## EXERCISE PROMPT:
Output all of the data below exactly as given.

(Dataset entries)

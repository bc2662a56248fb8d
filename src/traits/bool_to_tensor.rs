use burn::{
    prelude::*,
    tensor::{backend::Backend, TensorData},
};

/// Conversion of host-side flag vectors into boolean mask tensors.
pub trait BoolToTensor<B: Backend> {
    fn to_bool_tensor(self, device: &B::Device) -> Tensor<B, 1, Bool>;
}

impl<B: Backend> BoolToTensor<B> for Vec<bool> {
    fn to_bool_tensor(self, device: &B::Device) -> Tensor<B, 1, Bool> {
        let len = self.len();
        let int_data: Vec<i32> = self.into_iter().map(i32::from).collect();
        let int_tensor: Tensor<B, 1, Int> =
            Tensor::from_data(TensorData::new(int_data, [len]), device);
        int_tensor.greater_elem(0)
    }
}

#[cfg(test)]
mod tests {
    use super::*;
    use burn::backend::ndarray::{NdArray, NdArrayDevice};

    #[test]
    fn test_flags_round_trip() {
        let device = NdArrayDevice::default();
        let mask: Tensor<NdArray, 1, Bool> = vec![true, false, true].to_bool_tensor(&device);
        let data = mask.to_data();
        assert_eq!(data.as_slice::<bool>().unwrap(), &[true, false, true]);
    }
}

## OUTPUT OF THE TASK:
repository bc2662a56248fb8d
filename src/traits/bool_to_tensor.rs
use burn::{
    prelude::*,
    tensor::{backend::Backend, TensorData},
};

/// Conversion of host-side flag vectors into boolean mask tensors.
pub trait BoolToTensor<B: Backend> {
    fn to_bool_tensor(self, device: &B::Device) -> Tensor<B, 1, Bool>;
}

impl<B: Backend> BoolToTensor<B> for Vec<bool> {
    fn to_bool_tensor(self, device: &B::Device) -> Tensor<B, 1, Bool> {
        let len = self.len();
        let int_data: Vec<i32> = self.into_iter().map(i32::from).collect();
        let int_tensor: Tensor<B, 1, Int> =
            Tensor::from_data(TensorData::new(int_data, [len]), device);
        int_tensor.greater_elem(0)
    }
}

#[cfg(test)]
mod tests {
    use super::*;
    use burn::backend::ndarray::{NdArray, NdArrayDevice};

    #[test]
    fn test_flags_round_trip() {
        let device = NdArrayDevice::default();
        let mask: Tensor<NdArray, 1, Bool> = vec![true, false, true].to_bool_tensor(&device);
        let data = mask.to_data();
        assert_eq!(data.as_slice::<bool>().unwrap(), &[true, false, true]);
    }
}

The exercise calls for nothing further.